Date: 2026-03-12 Duration: ~10 hours (undetected), ~30 minutes (active troubleshooting) Severity: High — all DNS resolution broken on VPS, affecting phone exit node Services affected: ntfy (push notifications), all *.cronova.dev resolution via VPS exit node

Timeline (PYT)

Time Event

| ~11:45 | Headscale container restarts (cause unknown, possibly Watchtower or OOM) | | ~11:45 | Tailscaled on VPS re-fetches DNS config, split DNS loop begins | | ~11:45 | DNS request queue floods — all VPS DNS resolution fails | | ~11:45–21:30 | Latent failure — undetected because SSH uses IPs, Caddy uses Docker DNS | | 21:30 | User reports ntfy not working on phone | | 21:35 | Investigation begins — ntfy container healthy, Caddy healthy | | 21:38 | curl <https://notify.cronova.dev> from VPS returns 000 — DNS timeout | | 21:40 | VPS /etc/resolv.conf points to 100.100.100.100 (MagicDNS) — all queries timeout | | 21:42 | tailscaled logs: dns: tcp query: request queue full (thousands of dropped queries) | | 21:45 | Root cause identified: split DNS cronova.dev → 100.100.100.100 creates recursive loop | | 21:50 | Fix applied: removed split DNS from headscale config | | 21:52 | Headscale + tailscaled restarted | | 21:53 | DNS resolution restored — ntfy 200 OK from VPS and Mac | | 21:55 | Phone confirmed working |

Root Cause

The headscale DNS configuration contained a split DNS route:

dns:
  nameservers:
    global:
      - 1.1.1.1
      - 9.9.9.9
    split:
      cronova.dev:
        - 100.100.100.100  # MagicDNS

This told every Tailscale node: "resolve *.cronova.dev by querying 100.100.100.100."
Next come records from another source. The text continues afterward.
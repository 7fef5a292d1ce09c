//! In-process building blocks for the `bully` crate: a transport with fault injection,
//! a membership directory, priority assignment and election timers.

#![warn(missing_debug_implementations, unsafe_code)]

#[macro_use]
extern crate log;
extern crate bully;
extern crate crossbeam_channel;

mod cluster;
mod communication;
mod election;

pub use cluster::priority::PriorityAssignment;
pub use cluster::ClusterMembership;
pub use communication::inproc::inproc_transport::{InProcTransport, UnreachableMode};
pub use communication::mailbox::Mailbox;
pub use election::fixed_election_timer::FixedElectionTimer;
pub use election::randomized_election_timer::RandomizedElectionTimer;
use crossbeam_channel::Receiver;

use crate::leadership::status::administrator::NodeElections;
use crate::leadership::status::ElectionTrigger;
use crate::leadership::watchdog::watchdog_handler::{
    LeaderConfirmationEvent, ResetLeadershipEventChannelRx,
};
use crate::node::configuration::NodeTimings;
use crate::node::state::{NodeStatus, ProtectedNode};

pub struct WatchLeaderStatusParams<Rl, Re>
where
    Rl: ResetLeadershipEventChannelRx,
    Re: NodeElections,
{
    pub protected_node: ProtectedNode,
    pub election_administrator: Re,
    pub watchdog_event_rx: Rl,
    pub timings: NodeTimings,
}

/// Failure detector: each heartbeat interval without a confirmation from the leader is a
/// miss, and enough consecutive misses start an election.
pub fn watch_leader_status<Rl, Re>(
    params: WatchLeaderStatusParams<Rl, Re>,
    terminate_worker_rx: Receiver<()>,
) where
    Rl: ResetLeadershipEventChannelRx,
    Re: NodeElections,
{
    info!("Watch leader expiration status worker started");
    let mut missed_heartbeats = 0;
    loop {
        let timeout = crossbeam_channel::after(params.timings.heartbeat_interval);
        select!(
            recv(terminate_worker_rx) -> res  => {
                if res.is_err() {
                    error!("Abnormal exit for watch leader expiration status worker");
                }
                break
            },
            recv(timeout) -> _  => {
                missed_heartbeats = register_missed_heartbeat(&params, missed_heartbeats);
            },
            recv(params.watchdog_event_rx.reset_leadership_watchdog_rx())
                -> watchdog_event_result => {
                match watchdog_event_result {
                    Ok(LeaderConfirmationEvent::Heartbeat { leader_id, epoch }) => {
                        trace!("Leader {} confirmed for epoch {}", leader_id, epoch);
                    },
                    Ok(LeaderConfirmationEvent::ResetWatchdogCounter) => {
                        trace!("Leadership status watchdog reset");
                    },
                    Err(err) => {
                        error!("Invalid result from watchdog_event_rx: {}", err);
                    }
                }
                missed_heartbeats = 0;
            },
        );
    }
    info!("Watch leader expiration status worker stopped");
}

fn register_missed_heartbeat<Rl, Re>(
    params: &WatchLeaderStatusParams<Rl, Re>,
    missed_heartbeats: u32,
) -> u32
where
    Rl: ResetLeadershipEventChannelRx,
    Re: NodeElections,
{
    let (node_id, current_leader_id, observed_epoch) = {
        let node = params.protected_node.lock();
        if node.status != NodeStatus::Follower || node.is_election_in_progress() {
            return 0;
        }
        (node.id, node.get_current_leader_id(), node.get_epoch())
    };

    let missed_heartbeats = missed_heartbeats + 1;
    if missed_heartbeats < params.timings.missed_heartbeat_threshold {
        trace!(
            "Node {} missed heartbeat {} of {} from leader {:?}",
            node_id,
            missed_heartbeats,
            params.timings.missed_heartbeat_threshold,
            current_leader_id
        );
        return missed_heartbeats;
    }

    info!(
        "Node {} Leader {:?} awaiting time elapsed. Starting new election",
        node_id, current_leader_id
    );
    params
        .election_administrator
        .start_election(ElectionTrigger::LeaderTimeout { observed_epoch });

    0
}
pub mod peer;
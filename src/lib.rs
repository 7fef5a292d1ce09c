//! # Bully leader election
//!
//! Every node has a unique, totally ordered priority (its `NodeId`). The highest-priority
//! node that can be reached becomes the leader; followers watch the leader's heartbeats and
//! run a new election when it goes silent.
//!
//! The crate consumes two injected collaborators: a [`Transport`] that moves [`Message`]s
//! between nodes and a [`PeerDirectory`] with the membership. In-process implementations
//! live in the `bully-modules` crate.

#![warn(missing_debug_implementations, unsafe_code)]

#[macro_use]
extern crate log;
#[macro_use]
extern crate crossbeam_channel;

mod common;
mod communication;
mod errors;
mod leadership;
mod membership;
mod node;
mod request_handler;

/// Node priority. Unique within the cluster; higher wins.
pub type NodeId = u64;

pub use communication::peers::{Message, MessageKind, Transport, TransportChannels};
pub use errors::{new_err, BullyError, Discard};
pub use leadership::status::{ElectionTrigger, RoundSummary};
pub use leadership::ElectionTimer;
pub use membership::{MembershipSnapshot, PeerDirectory};
pub use node::configuration::{NodeConfiguration, NodeTimings};
pub use node::state::{NodeStatus, StatusReport};
pub use node::NodeHandle;

/// Starts the node workers. Fails when the configuration is invalid or the membership
/// cannot be read.
pub fn start_node<Tr, Pd, Et>(
    node_config: NodeConfiguration<Tr, Pd, Et>,
) -> Result<NodeHandle, BullyError>
where
    Tr: Transport + TransportChannels,
    Pd: PeerDirectory,
    Et: ElectionTimer,
{
    node::start_node(node_config)
}
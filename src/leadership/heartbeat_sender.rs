use crossbeam_channel::Receiver;

use crate::communication::peer_notifier::notify_peers;
use crate::communication::peers::Transport;
use crate::membership::PeerDirectory;
use crate::node::configuration::NodeTimings;
use crate::node::state::{NodeStatus, ProtectedNode};

pub struct SendHeartbeatParams<Tr, Pd>
where
    Tr: Transport,
    Pd: PeerDirectory,
{
    pub protected_node: ProtectedNode,
    pub peer_directory: Pd,
    pub transport: Tr,
    pub timings: NodeTimings,
}

/// Leaders repeat their Coordinator message so the followers' failure detectors stay quiet.
pub fn send_leader_heartbeats<Tr, Pd>(
    params: SendHeartbeatParams<Tr, Pd>,
    terminate_worker_rx: Receiver<()>,
) where
    Tr: Transport,
    Pd: PeerDirectory,
{
    info!("Leader heartbeat sender worker started");
    loop {
        let heartbeat_timeout = crossbeam_channel::after(params.timings.leader_heartbeat_period());
        select!(
            recv(terminate_worker_rx) -> res  => {
                if res.is_err() {
                    error!("Abnormal exit for leader heartbeat sender worker");
                }
                break
            },
            recv(heartbeat_timeout) -> _  => {
                send_heartbeat(&params)
            },
        );
    }
    info!("Leader heartbeat sender worker stopped");
}

fn send_heartbeat<Tr, Pd>(params: &SendHeartbeatParams<Tr, Pd>)
where
    Tr: Transport,
    Pd: PeerDirectory,
{
    let (node_id, heartbeat) = {
        let node = params.protected_node.lock();
        if node.status != NodeStatus::Leader {
            return;
        }
        (node.id, node.coordinator_message())
    };

    let peers = match params.peer_directory.peers(node_id) {
        Ok(peers) => peers,
        Err(err) => {
            error!("Node {} cannot read membership for heartbeat: {}", node_id, err);
            return;
        }
    };

    trace!("Node {} Send heartbeat {}", node_id, heartbeat);
    if let Err(err) = notify_peers(heartbeat, node_id, peers, &params.transport) {
        warn!("Node {} Send heartbeat failed: {}", node_id, err)
    }
}
use bully::NodeStatus;
use bully_modules::{InProcTransport, UnreachableMode};

use crate::steps;
use crate::steps::configuration;

/// Lower nodes keep running elections against a sitting leader whose only higher peer is
/// silent. The leader must keep its role and keep the followers' detectors fed.
pub fn run() {
    steps::init_logger();

    let node_ids = vec![10, 20, 30, 40, 50];
    let transport = InProcTransport::new(node_ids.clone());
    transport.set_unreachable(50, UnreachableMode::Drop);
    let cluster = steps::cluster::start_cluster_on_transport(
        transport,
        node_ids,
        configuration::tight_timings(),
    );

    let reachable = vec![10, 20, 30, 40];
    assert!(cluster.wait_for_leader(40, &reachable, steps::convergence_timeout()));

    for _ in 0..5 {
        cluster.node(10).start_election();

        for _ in 0..40 {
            let status = cluster.status(40);
            assert_eq!(NodeStatus::Leader, status.role);
            assert!(!status.election_in_progress);
            steps::sleep_ms(10);
        }
    }

    assert!(cluster.wait_for_leader(40, &reachable, steps::convergence_timeout()));

    cluster.terminate();
}

#[cfg(test)]
mod tests {
    #[test]
    fn test_leader_stability() {
        crate::cases::leader_stability::run()
    }
}
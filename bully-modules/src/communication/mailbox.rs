use crossbeam_channel::{Receiver, Sender};

use bully::{new_err, BullyError};

/// Named unbounded inbound queue of one node.
#[derive(Clone, Debug)]
pub struct Mailbox<T> {
    name: String,
    tx: Sender<T>,
    rx: Receiver<T>,
}

impl<T> Mailbox<T> {
    /// Creates new Mailbox with the name used in error messages.
    pub fn new(name: String) -> Mailbox<T> {
        let (tx, rx): (Sender<T>, Receiver<T>) = crossbeam_channel::unbounded();

        Mailbox { name, tx, rx }
    }

    /// Returns the receiver end of the mailbox.
    pub fn rx(&self) -> Receiver<T> {
        self.rx.clone()
    }

    /// Queues the item. Items from one sender keep their order.
    pub fn deliver(&self, item: T) -> Result<(), BullyError> {
        if let Err(err) = self.tx.send(item) {
            return new_err(
                format!("Cannot deliver message. Mailbox : {}", self.name),
                err.to_string(),
            );
        }

        Ok(())
    }
}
100.100.100.100 is a virtual address handled by each node's local tailscaled process. On client nodes (Mac, phone), MagicDNS received the query, checked extra_records, and responded with the correct Tailscale IP. This worked fine.

On the VPS, MagicDNS received the query, matched the split DNS route for cronova.dev, and forwarded it to... 100.100.100.100 — itself. This created an infinite recursive loop:

query cronova.dev → MagicDNS → split route → 100.100.100.100 → MagicDNS → split route → ...

The loop flooded tailscaled's internal DNS queue. Once the queue was full, all DNS queries failed — not just cronova.dev, but everything (google.com, etc.), because the single queue serves all DNS.

Why It Wasn't Detected Sooner

  1. SSH uses IP addresses — all SSH aliases resolve via ~/.ssh/config, not DNS
  2. Caddy→ntfy uses Docker DNSreverse_proxy ntfy:80 resolves via Docker's internal DNS, not system DNS
  3. Phone websocket — ntfy app maintains a persistent connection; it doesn't need DNS until the connection drops
  4. No DNS monitoring — Uptime Kuma checks https://notify.cronova.dev from the VPS, but VPS couldn't resolve the domain either, so the check itself was failing silently (or using a cached result)

The headscale restart ~10 hours before detection was the trigger. It caused tailscaled to re-establish its DNS configuration, activating the loop. Before that, tailscaled may have had a working cached state.

Fix Applied

Removed the split DNS entry from headscale config (/opt/homelab/headscale/config/config.yaml):

# Before
dns:
  nameservers:
    global:
      - 1.1.1.1
      - 9.9.9.9
    split:
      cronova.dev:
        - 100.100.100.100

# After
dns:
  nameservers:
    global:
      - 1.1.1.1
      - 9.9.9.9

Why this works: headscale's extra_records are served by MagicDNS directly — they are checked before any forwarding decision. A query for vault.cronova.dev hits MagicDNS, matches an extra_record, and returns the Tailscale IP immediately. No split DNS route is needed.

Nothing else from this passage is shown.